Task brief
Lines of the material that include the string "benches" should be returned.

Supplied records
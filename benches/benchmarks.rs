//! Benchmarks for the pagination engine

use criterion::{black_box, criterion_group, criterion_main, Criterion};
use screenplay_pager::{page_views, CancellationToken, Line, LineType, Paginator};

/// A feature-length script: scenes of action and alternating dialogue
fn script(scenes: usize) -> Vec<Line> {
    let mut lines = Vec::new();
    for scene in 0..scenes {
        lines.push(Line::new(LineType::Heading, format!("INT. LOCATION {scene} - DAY")));
        lines.push(Line::new(LineType::Empty, ""));
        lines.push(Line::new(
            LineType::Action,
            "The room is quiet. Rain taps the window while a clock ticks somewhere \
             behind the bookshelf, slow and deliberate.",
        ));
        lines.push(Line::new(LineType::Empty, ""));
        for exchange in 0..4 {
            let name = if exchange % 2 == 0 { "BOB" } else { "ALICE" };
            lines.push(Line::new(LineType::Character, name));
            lines.push(Line::new(
                LineType::Dialogue,
                "I keep telling you the same thing. You never listen. \
                 One day you will wish you had, and it will be too late for both of us.",
            ));
            lines.push(Line::new(LineType::Empty, ""));
        }
    }
    lines
}

fn bench_paginate_short(c: &mut Criterion) {
    let lines = script(5);
    let paginator = Paginator::default();
    c.bench_function("paginate_short_script", |b| {
        b.iter(|| black_box(paginator.paginate(black_box(&lines))));
    });
}

fn bench_paginate_feature(c: &mut Criterion) {
    let lines = script(120);
    let paginator = Paginator::default();
    c.bench_function("paginate_feature_script", |b| {
        b.iter(|| black_box(paginator.paginate(black_box(&lines))));
    });
}

fn bench_live_edit_near_end(c: &mut Criterion) {
    let mut lines = script(120);
    let paginator = Paginator::default();
    let previous = paginator.paginate(&lines);
    let edited = lines.len() - 10;
    lines[edited] = Line::new(LineType::Dialogue, "Fine.");

    c.bench_function("live_edit_near_end", |b| {
        b.iter(|| {
            black_box(paginator.paginate_from(
                black_box(&lines),
                edited,
                &previous,
                &CancellationToken::new(),
            ))
        });
    });
}

fn bench_page_views(c: &mut Criterion) {
    let lines = script(120);
    let paginator = Paginator::default();
    let pagination = paginator.paginate(&lines);
    c.bench_function("build_page_views", |b| {
        b.iter(|| black_box(page_views(&pagination, paginator.styles())));
    });
}

criterion_group!(
    benches,
    bench_paginate_short,
    bench_paginate_feature,
    bench_live_edit_near_end,
    bench_page_views,
);

criterion_main!(benches);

Result of the task
filename benches/benchmarks.rs
    benches,
criterion_main!(benches);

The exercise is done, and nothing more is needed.